A Short History of SI Prefixes by Professor Richard Brown

12pm - 12.45pm

Professor Richard Brown has worked at the National Physical Laboratory, the UK’s National Metrology Institute, for over 22 years. He is currently an NPL Senior Fellow and NPL’s Head of Metrology. In 2022 he led the first expansion to the range of SI Prefixes within the International System of Units for over 31 years.

Talk synopsis

The International System of Units (SI) is the world’s measurement system. A key part of the SI is the SI prefixes, which are used together with units when measurements get very big or very small, to ensure the results expressed remain easy to understand.

This presentation relates the history and development of the SI prefixes and describes the story behind the recent addition to the range of SI prefixes in November 2022 – which added quetta, ronna, ronto and quecto – principally to meet the future requirements of data science and increased digitalisation.

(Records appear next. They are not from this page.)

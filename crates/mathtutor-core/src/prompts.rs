//! Prompt text sent to the generation service, and the deterministic
//! feedback used when the service cannot provide any.

use crate::model::FeedbackSource;

/// Default prompt for generating a new problem.
pub const PROBLEM_PROMPT: &str = "Generate a single math word problem suitable for a Primary 5 student. The answer must be a whole number, and the problem must be parsable as a JSON object with 'problem_text' (string) and 'final_answer' (number) keys.";

/// Default system prompt for all generation calls.
pub const DEFAULT_SYSTEM_PROMPT: &str = "You are a friendly math tutor for primary school students. When asked for JSON, respond with a single JSON object and nothing else.";

/// Build the feedback request for a graded answer.
///
/// The incorrect-path prompt names the correct answer but asks the service
/// not to give away the full solution.
pub fn feedback_prompt(
    problem_text: &str,
    user_answer: f64,
    correct_answer: f64,
    is_correct: bool,
) -> String {
    if is_correct {
        format!(
            "The user correctly answered the following math problem: \"{problem_text}\". \
             Their answer was {user_answer}. Generate a congratulatory and encouraging \
             feedback message for a Primary 5 student. The response must be ONLY a JSON \
             object with a 'feedback_text' field."
        )
    } else {
        format!(
            "The user answered {user_answer} for the math problem: \"{problem_text}\". \
             The correct answer is {correct_answer}. Generate an encouraging, corrective, \
             and personalized feedback message for a Primary 5 student. Gently point out \
             the error without giving the full solution immediately. The response must be \
             ONLY a JSON object with a 'feedback_text' field."
        )
    }
}

/// Feedback used when the generation service gave nothing usable.
pub fn fallback_feedback(is_correct: bool, correct_answer: f64, source: FeedbackSource) -> String {
    let reason = match source {
        FeedbackSource::ServiceFallback => "AI service error",
        FeedbackSource::ParseFallback | FeedbackSource::Generated => "AI parsing failed",
    };
    if is_correct {
        format!("That's correct! Excellent work. ({reason}, using default feedback)")
    } else {
        format!("Incorrect. The correct answer is {correct_answer}. ({reason}, using default feedback)")
    }
}
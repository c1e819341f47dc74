//! SQLite-backed problem store.

use std::str::FromStr;

use anyhow::{Context, Result};
use async_trait::async_trait;
use chrono::{DateTime, Utc};
use sqlx::sqlite::{SqliteConnectOptions, SqlitePoolOptions};
use sqlx::{Pool, Sqlite};
use tracing::{debug, info};

use mathtutor_core::model::{ProblemSession, SessionId, Submission};
use mathtutor_core::traits::ProblemStore;

const CREATE_SESSIONS: &str = "CREATE TABLE IF NOT EXISTS math_problem_sessions (
    id             TEXT PRIMARY KEY,
    problem_text   TEXT NOT NULL,
    correct_answer REAL NOT NULL,
    created_at     TEXT NOT NULL
)";

const CREATE_SUBMISSIONS: &str = "CREATE TABLE IF NOT EXISTS math_problem_submissions (
    id            INTEGER PRIMARY KEY AUTOINCREMENT,
    session_id    TEXT NOT NULL REFERENCES math_problem_sessions(id),
    user_answer   REAL NOT NULL,
    is_correct    INTEGER NOT NULL,
    feedback_text TEXT NOT NULL,
    submitted_at  TEXT NOT NULL
)";

type SessionRow = (String, String, f64, String);
type SubmissionRow = (String, f64, bool, String, String);

/// Durable store on a SQLite connection pool.
#[derive(Clone)]
pub struct SqliteStore {
    pool: Pool<Sqlite>,
}

impl SqliteStore {
    /// Connect to `url` (e.g. `sqlite://mathtutor.db` or `sqlite::memory:`),
    /// creating the database file and tables if they do not exist.
    pub async fn connect(url: &str) -> Result<Self> {
        let options = SqliteConnectOptions::from_str(url)
            .with_context(|| format!("invalid database url: {url}"))?
            .create_if_missing(true)
            .foreign_keys(true);

        // Every connection to an in-memory database sees its own empty
        // database, so the pool must hold exactly one connection forever.
        let in_memory = url.contains(":memory:") || url.contains("mode=memory");
        let pool_options = if in_memory {
            SqlitePoolOptions::new()
                .max_connections(1)
                .idle_timeout(None)
                .max_lifetime(None)
        } else {
            SqlitePoolOptions::new().max_connections(5)
        };

        let pool = pool_options
            .connect_with(options)
            .await
            .with_context(|| format!("failed to open database: {url}"))?;

        for statement in [CREATE_SESSIONS, CREATE_SUBMISSIONS] {
            sqlx::query(statement)
                .execute(&pool)
                .await
                .context("failed to create tables")?;
        }

        info!(url, "problem store ready");
        Ok(Self { pool })
    }
}

fn parse_timestamp(raw: &str) -> Result<DateTime<Utc>> {
    Ok(DateTime::parse_from_rfc3339(raw)
        .with_context(|| format!("bad timestamp in store: {raw}"))?
        .with_timezone(&Utc))
}

#[async_trait]
impl ProblemStore for SqliteStore {
    async fn insert_session(&self, session: &ProblemSession) -> Result<()> {
        sqlx::query(
            "INSERT INTO math_problem_sessions (id, problem_text, correct_answer, created_at) \
             VALUES (?, ?, ?, ?)",
        )
        .bind(session.id.as_str())
        .bind(&session.problem_text)
        .bind(session.correct_answer)
        .bind(session.created_at.to_rfc3339())
        .execute(&self.pool)
        .await
        .with_context(|| format!("failed to insert session {}", session.id))?;
        debug!(session_id = %session.id, "session inserted");
        Ok(())
    }

    async fn fetch_session(&self, id: &SessionId) -> Result<Option<ProblemSession>> {
        let row = sqlx::query_as::<_, SessionRow>(
            "SELECT id, problem_text, correct_answer, created_at \
             FROM math_problem_sessions WHERE id = ?",
        )
        .bind(id.as_str())
        .fetch_optional(&self.pool)
        .await
        .with_context(|| format!("failed to fetch session {id}"))?;

        row.map(|(id, problem_text, correct_answer, created_at)| {
            Ok(ProblemSession {
                id: SessionId::from(id),
                problem_text,
                correct_answer,
                created_at: parse_timestamp(&created_at)?,
            })
        })
        .transpose()
    }

    async fn insert_submission(&self, submission: &Submission) -> Result<()> {
        sqlx::query(
            "INSERT INTO math_problem_submissions \
             (session_id, user_answer, is_correct, feedback_text, submitted_at) \
             VALUES (?, ?, ?, ?, ?)",
        )
        .bind(submission.session_id.as_str())
        .bind(submission.user_answer)
        .bind(submission.is_correct)
        .bind(&submission.feedback_text)
        .bind(submission.submitted_at.to_rfc3339())
        .execute(&self.pool)
        .await
        .with_context(|| {
            format!(
                "failed to insert submission for session {}",
                submission.session_id
            )
        })?;
        Ok(())
    }

    async fn list_submissions(&self, id: &SessionId) -> Result<Vec<Submission>> {
        let rows = sqlx::query_as::<_, SubmissionRow>(
            "SELECT session_id, user_answer, is_correct, feedback_text, submitted_at \
             FROM math_problem_submissions WHERE session_id = ? ORDER BY id",
        )
        .bind(id.as_str())
        .fetch_all(&self.pool)
        .await
        .with_context(|| format!("failed to list submissions for session {id}"))?;

        rows.into_iter()
            .map(
                |(session_id, user_answer, is_correct, feedback_text, submitted_at)| {
                    Ok(Submission {
                        session_id: SessionId::from(session_id),
                        user_answer,
                        is_correct,
                        feedback_text,
                        submitted_at: parse_timestamp(&submitted_at)?,
                    })
                },
            )
            .collect()
    }
}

The Digital NMI: Metrology for Confidence in Big Data by Louise Wright

12.45 - 1.30pm

Louise Wright has worked at the National Physical Laboratory since 1999. She is NPL’s Head of Digital Metrology, with responsibility for championing digital approaches across the scientific areas in the laboratory and enabling technical knowledge of digitalisation processes to be shared between different areas of measurement.

Talk synopsis

The increase in both size and number of digital data sets brings opportunities and challenges, as well as new prefixes. The ability to share scientific data across multiple technical areas will accelerate development of solutions to many of the world’s problems, and the analysis and use of extremely large data sets is already generating new scientific discoveries in areas such as protein folding. But as measurement scientists know, trustworthy use of data requires a traceability chain back to national standards and an uncertainty associated with the measured value.

This talk will discuss some of the work we are doing at the National Physical Laboratory to develop methods and tools to ensure that as we move towards the quettabyte, the benefits that metrology brings can continue to deliver confidence in data.

An opportunity to ask questions will follow each talk.